Why Conflict Resolution May Be Your Most Important Skill
As a conflict resolution speaker and conflict negotiation skills speaker, I am amazed at the importance this workplace problem has taken in corporate life. I am not “amazed” that it is important, but that this highly important negotiation skills issue has taken so long to get the recognition it deserves.
Your most important negotiation skill?
In a recent (July 2023) Harvard Business blog, the importance of the issue was brought into sharp focus by reviewing several key reasons for the need to master negotiation skills to resolve conflicts. One important paragraph from the article I would like to review:
“In conflict resolution, you can and should draw on the same principles of collaborative negotiation that you use in dealmaking…you should aim to explore the interests underlying parties’ positions, such as a desire to resolve a dispute without attracting negative publicity or to repair a damaged business relationship.”

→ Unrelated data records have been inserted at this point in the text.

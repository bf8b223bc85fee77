//! High-performance JSON (de)serialization, using `sonic-rs`.

use serde::{de::DeserializeOwned, Serialize};

use crate::error::{Error, Result};

/// Deserialize a JSON string into `T`.
pub fn from_json<T: DeserializeOwned>(s: &str) -> Result<T> {
    sonic_rs::from_str(s).map_err(Error::from)
}

/// Deserialize JSON bytes into `T`.
pub fn from_json_slice<T: DeserializeOwned>(bytes: &[u8]) -> Result<T> {
    sonic_rs::from_slice(bytes).map_err(Error::from)
}

/// Serialize `value` to compact JSON.
pub fn to_json<T: Serialize>(value: &T) -> Result<String> {
    sonic_rs::to_string(value).map_err(Error::from)
}

/// Serialize `value` to pretty-printed JSON.
pub fn to_json_pretty<T: Serialize>(value: &T) -> Result<String> {
    sonic_rs::to_string_pretty(value).map_err(Error::from)
}

#[cfg(test)]
mod tests {
    use super::*;
    use serde::Deserialize;

    #[derive(Debug, Serialize, Deserialize, PartialEq)]
    struct Point {
        x: i32,
        y: i32,
    }

    #[test]
    fn round_trips() {
        let p = Point { x: 1, y: 2 };
        let s = to_json(&p).unwrap();
        let back: Point = from_json(&s).unwrap();
        assert_eq!(p, back);
    }

    #[test]
    fn decode_error_on_garbage() {
        let err = from_json::<Point>("not json").unwrap_err();
        assert!(matches!(err, Error::Decode(_)));
    }
}
//! Content-addressable metadata cache: fetch a JSON document by URL,
//! caching the raw response text under `cache/<sha256(url)>.json`
//! (`spec.md` §4.2).

use std::path::{Path, PathBuf};
use std::time::Duration;

use serde::de::DeserializeOwned;
use sha2::{Digest, Sha256};
use tracing::{debug, trace, warn};
use ypms_core::{Error, Result};

/// Fixed User-Agent carried over from the Python reference implementation,
/// so sources that gate on it keep working.
pub const USER_AGENT: &str = "YPMS/1.1 (+https://github.com/YPSH-DGC/YPMS/)";

/// Fixed per-request timeout (`spec.md` §4.2 / §6).
pub const HTTP_TIMEOUT: Duration = Duration::from_secs(20);

/// Fetches and caches JSON documents served by package sources.
#[derive(Debug, Clone)]
pub struct MetadataCache {
    client: reqwest::Client,
    cache_dir: PathBuf,
}

impl MetadataCache {
    /// Build a cache rooted at `cache_dir` (created lazily on first write).
    pub fn new(cache_dir: impl Into<PathBuf>) -> Result<Self> {
        let client = reqwest::Client::builder()
            .user_agent(USER_AGENT)
            .timeout(HTTP_TIMEOUT)
            .build()
            .map_err(|e| Error::network(format!("failed to build HTTP client: {e}")))?;
        Ok(Self {
            client,
            cache_dir: cache_dir.into(),
        })
    }

    /// The underlying HTTP client, shared with the downloader so both honor
    /// the same User-Agent and timeout.
    #[must_use]
    pub fn client(&self) -> &reqwest::Client {
        &self.client
    }

    fn cache_path(&self, url: &str) -> PathBuf {
        let mut hasher = Sha256::new();
        hasher.update(url.as_bytes());
        let key = hex::encode(hasher.finalize());
        self.cache_dir.join(format!("{key}.json"))
    }

    /// Fetch the raw JSON text at `url`, honoring the cache per
    /// `use_cache`/`force_refresh`.
    ///
    /// - `use_cache = true, force_refresh = false`: a readable cache file
    ///   short-circuits the HTTP request.
    /// - Otherwise: always fetch over HTTP; a successful fetch is written
    ///   back to the cache on a best-effort basis (write failures are not
    ///   fatal to the request).
    pub async fn fetch_raw(
        &self,
        url: &str,
        use_cache: bool,
        force_refresh: bool,
    ) -> Result<String> {
        let path = self.cache_path(url);

        if use_cache && !force_refresh {
            if let Ok(text) = tokio::fs::read_to_string(&path).await {
                trace!(%url, "metadata cache hit");
                return Ok(text);
            }
        }

        debug!(%url, "fetching metadata");
        let resp = self
            .client
            .get(url)
            .send()
            .await
            .map_err(|e| Error::network(format!("failed to GET {url}: {e}")))?;

        let status = resp.status();
        if !status.is_success() {
            return Err(Error::network(format!("HTTP {status} for {url}")));
        }

        let text = resp
            .text()
            .await
            .map_err(|e| Error::network(format!("failed to read response body for {url}: {e}")))?;

        // Validate it is JSON before caching or returning (spec.md §4.2:
        // "JSON parse failures are fatal for the request").
        sonic_rs::from_str::<sonic_rs::Value>(&text)
            .map_err(|e| Error::decode(format!("invalid JSON at {url}: {e}")))?;

        if use_cache {
            if let Err(e) = self.write_cache(&path, &text).await {
                warn!(%url, error = %e, "failed to write metadata cache entry (non-fatal)");
            }
        }

        Ok(text)
    }

    async fn write_cache(&self, path: &Path, text: &str) -> Result<()> {
        if let Some(parent) = path.parent() {
            tokio::fs::create_dir_all(parent).await?;
        }
        tokio::fs::write(path, text).await?;
        Ok(())
    }

    /// Fetch and deserialize a JSON document at `url`.
    pub async fn fetch_json<T: DeserializeOwned>(
        &self,
        url: &str,
        use_cache: bool,
        force_refresh: bool,
    ) -> Result<T> {
        let text = self.fetch_raw(url, use_cache, force_refresh).await?;
        sonic_rs::from_str(&text).map_err(Error::from)
    }

    /// Recursively delete the `cache/` tree, tolerant of it not existing.
    pub async fn purge(&self) -> Result<()> {
        match tokio::fs::remove_dir_all(&self.cache_dir).await {
            Ok(()) => Ok(()),
            Err(e) if e.kind() == std::io::ErrorKind::NotFound => Ok(()),
            Err(e) => Err(Error::from(e)),
        }
    }
}

#[cfg(test)]
mod tests {
    use super::*;
    use wiremock::matchers::{method, path};
    use wiremock::{Mock, MockServer, ResponseTemplate};

    #[tokio::test]
    async fn fetches_and_caches() {
        let server = MockServer::start().await;
        Mock::given(method("GET"))
            .and(path("/pkg.json"))
            .respond_with(ResponseTemplate::new(200).set_body_string(r#"{"a":1}"#))
            .expect(1)
            .mount(&server)
            .await;

        let dir = tempfile::tempdir().unwrap();
        let cache = MetadataCache::new(dir.path()).unwrap();
        let url = format!("{}/pkg.json", server.uri());

        let text = cache.fetch_raw(&url, true, false).await.unwrap();
        let v1: sonic_rs::Value = sonic_rs::from_str(&text).unwrap();
        assert_eq!(v1["a"].as_i64(), Some(1));

        // Second call must be served from cache: wiremock's `expect(1)`
        // fails verification on drop if a second request is made.
        let _ = cache.fetch_raw(&url, true, false).await.unwrap();
    }

    #[tokio::test]
    async fn force_refresh_bypasses_cache() {
        let server = MockServer::start().await;
        Mock::given(method("GET"))
            .and(path("/pkg.json"))
            .respond_with(ResponseTemplate::new(200).set_body_string(r#"{"a":1}"#))
            .expect(2)
            .mount(&server)
            .await;

        let dir = tempfile::tempdir().unwrap();
        let cache = MetadataCache::new(dir.path()).unwrap();
        let url = format!("{}/pkg.json", server.uri());

        cache.fetch_raw(&url, true, false).await.unwrap();
        cache.fetch_raw(&url, true, true).await.unwrap();
    }

    #[tokio::test]
    async fn non_200_is_an_error() {
        let server = MockServer::start().await;
        Mock::given(method("GET"))
            .and(path("/missing.json"))
            .respond_with(ResponseTemplate::new(404))
            .mount(&server)
            .await;

        let dir = tempfile::tempdir().unwrap();
        let cache = MetadataCache::new(dir.path()).unwrap();
        let url = format!("{}/missing.json", server.uri());

        let err = cache.fetch_raw(&url, true, false).await.unwrap_err();
        assert!(matches!(err, Error::Network(_)));
    }

    #[tokio::test]
    async fn invalid_json_is_a_decode_error() {
        let server = MockServer::start().await;
        Mock::given(method("GET"))
            .and(path("/bad.json"))
            .respond_with(ResponseTemplate::new(200).set_body_string("not json"))
            .mount(&server)
            .await;

        let dir = tempfile::tempdir().unwrap();
        let cache = MetadataCache::new(dir.path()).unwrap();
        let url = format!("{}/bad.json", server.uri());

        let err = cache.fetch_raw(&url, true, false).await.unwrap_err();
        assert!(matches!(err, Error::Decode(_)));
    }

    #[tokio::test]
    async fn purge_tolerates_missing_dir() {
        let dir = tempfile::tempdir().unwrap();
        let cache_dir = dir.path().join("does-not-exist");
        let cache = MetadataCache::new(&cache_dir).unwrap();
        cache.purge().await.unwrap();
    }
}
//! Flat, dotted-key document shapes served by sources (`spec.md` §3, §6).

use std::collections::HashMap;

use serde::Deserialize;
use ypms_core::RawDepEntry;

/// The repo descriptor fetched from a source's config URL.
#[derive(Debug, Clone, Deserialize)]
pub struct RepoConfig {
    #[serde(rename = "ypms.repo.id")]
    pub id: String,
    #[serde(rename = "ypms.repo.name")]
    pub name: String,
    #[serde(rename = "ypms.repo.desc")]
    pub desc: Option<String>,
    #[serde(rename = "ypms.repo.url")]
    pub base_url: String,
    #[serde(rename = "ypms.repo.path.index")]
    pub path_index: String,
    #[serde(rename = "ypms.repo.path.package")]
    pub path_package: String,
}

impl RepoConfig {
    /// `base_url` with any trailing slash stripped, per `spec.md` §3.
    #[must_use]
    pub fn base_url_trimmed(&self) -> &str {
        self.base_url.trim_end_matches('/')
    }
}

/// A package info document: keyed by package ref within a source.
#[derive(Debug, Clone, Deserialize)]
pub struct PackageInfo {
    #[serde(rename = "package.release.url")]
    pub release_url: String,
    #[serde(rename = "package.release.default")]
    #[serde(default)]
    pub release_default: Option<String>,
    #[serde(rename = "package.release.alias")]
    #[serde(default)]
    pub release_alias: HashMap<String, String>,
    #[serde(rename = "package.release.list")]
    #[serde(default)]
    pub release_list: Vec<String>,
}

/// A release info document for one concrete release.
#[derive(Debug, Clone, Deserialize)]
pub struct ReleaseInfo {
    #[serde(rename = "release.depends")]
    #[serde(default)]
    pub depends: Vec<RawDepEntry>,
    #[serde(rename = "release.guides")]
    #[serde(default)]
    pub guides: HashMap<String, ypms_guide::Guide>,
}

impl ReleaseInfo {
    /// The named guide, if this release declares one.
    #[must_use]
    pub fn guide(&self, name: &str) -> Option<&ypms_guide::Guide> {
        self.guides.get(name)
    }
}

As a conflict resolution skills speaker, one point, seemingly obvious, is often overlooked: workplace conflicts begin and end with people. It seems a given, I know, but many managers are all too quick to take the position that conflicts arise from specific policy, or safety concerns or technology or even commuting. Managers fail to mention it may be one of the above, all of the above plus many more, but are always reinforced with the overlay of people issues.
When conflicts arise in organizations, the very individuals who should be included in resolving conflicts are often excluded. It always comes back to haunt.
Take, for example, ESG issues (environmental, social, governance). As a conflict resolution and conflict negotiation skills speaker, I maintain that under a broad ESG banner organizations who are experiencing ESG problems, whether they are public or private, have neglected to address and negotiate people problems.
Whether those people problems involve pollution, endemic racism, unethical pressures on sales staff, accounting problems or any other matters, it is a virtual guarantee those matters started with an avoidance to negotiate in a collaborative manner. Each problem began with a reluctance of one part of the organization to fully negotiate the impact on all other areas of the organization extending to the community and beyond.
While I realize that ESG is a somewhat contentious issue, I also understand that the ESG screen came about because no one bothered to “explore the interests underlying parties’ positions.” If a company willingly polluted despite greater community pushback, why would the situation not explode?
Therefore, if unsafe working conditions or sexual harassment or bribery or fraud was allowed to fester for years, I can almost guarantee those issues were raised by well-intentioned people, ignored by people who were too busy to negotiate a solution and raised by people who had no choice but to “damage business relationships” by running to the media.
Why is conflict resolution the most important skill?
The negotiation part of conflict resolution is vital. It is a recognition that key executives seek “to resolve a dispute without attracting negative publicity.”
To do make an effort to negotiate, requires a willingness to bring problems to light, share them with honesty and compassion and to properly answer them, resolving the conflict. When executives ignore the people part, problems will follow.